Task material >>
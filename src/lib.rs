pub mod auth;
pub mod config;
pub mod db;
pub mod error;
pub mod handlers;

use std::sync::Arc;

use axum::{
    http::{HeaderValue, StatusCode},
    routing::{delete, get, post, put},
    Json, Router,
};
use serde_json::{json, Value};
use tower_http::{
    cors::{Any, CorsLayer},
    trace::TraceLayer,
};

use config::AppConfig;
use db::MongoContext;

/// Shared per-request context: the store handle and the configuration the
/// process was started with.
#[derive(Clone)]
pub struct AppState {
    pub db: MongoContext,
    pub config: Arc<AppConfig>,
}

pub fn app(state: AppState) -> Router {
    let cors = cors_layer(&state.config);

    Router::new()
        .route("/", get(root))
        .route("/health", get(health))
        .merge(auth_routes())
        .merge(restaurant_routes())
        .merge(user_routes())
        // Unmatched routes get a fixed 404 message
        .fallback(route_not_found)
        // Global middleware
        .layer(cors)
        .layer(TraceLayer::new_for_http())
        .with_state(state)
}

fn auth_routes() -> Router<AppState> {
    use handlers::auth;

    Router::new()
        .route("/auth/signup", post(auth::signup))
        .route("/auth/login", post(auth::login))
        .route("/auth/verify", get(auth::verify))
}

fn restaurant_routes() -> Router<AppState> {
    use handlers::restaurants;

    Router::new()
        // Collection: public listing, token-gated bulk create
        .route(
            "/api/restaurants",
            get(restaurants::list).post(restaurants::create),
        )
        // Record: public read, owner-gated update/delete
        .route(
            "/api/restaurants/:id",
            get(restaurants::get_one)
                .put(restaurants::update)
                .delete(restaurants::remove),
        )
}

fn user_routes() -> Router<AppState> {
    use handlers::users;

    Router::new()
        .route("/user", get(users::get_self))
        .route("/user/restaurants", put(users::add_favorites))
        .route("/user/restaurants/:id", delete(users::remove_favorite))
}

fn cors_layer(config: &AppConfig) -> CorsLayer {
    match config.security.cors_origin.parse::<HeaderValue>() {
        Ok(origin) => CorsLayer::new()
            .allow_origin(origin)
            .allow_methods(Any)
            .allow_headers(Any),
        Err(_) => {
            tracing::warn!(
                "Invalid ORIGIN value {:?}; falling back to permissive CORS",
                config.security.cors_origin
            );
            CorsLayer::permissive()
        }
    }
}

async fn root() -> Json<Value> {
    let version = env!("CARGO_PKG_VERSION");

    Json(json!({
        "name": "Restaurants API",
        "version": version,
        "endpoints": {
            "auth": "/auth/signup, /auth/login (public), /auth/verify (bearer)",
            "restaurants": "/api/restaurants[/:id] (GET public; POST/PUT/DELETE bearer)",
            "user": "/user, /user/restaurants[/:id] (bearer)",
        }
    }))
}

async fn health(
    axum::extract::State(state): axum::extract::State<AppState>,
) -> (StatusCode, Json<Value>) {
    let now = chrono::Utc::now();

    match state.db.ping().await {
        Ok(_) => (
            StatusCode::OK,
            Json(json!({
                "status": "ok",
                "timestamp": now,
                "database": "ok"
            })),
        ),
        Err(e) => (
            StatusCode::SERVICE_UNAVAILABLE,
            Json(json!({
                "status": "degraded",
                "timestamp": now,
                "database_error": e.to_string()
            })),
        ),
    }
}

async fn route_not_found() -> (StatusCode, Json<Value>) {
    (
        StatusCode::NOT_FOUND,
        Json(json!({ "message": "This route does not exist" })),
    )
}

Work required >> Where a line in the records above contains the string "verify", copy that line.

Task solution >>
        .route("/auth/verify", get(auth::verify))
            "auth": "/auth/signup, /auth/login (public), /auth/verify (bearer)",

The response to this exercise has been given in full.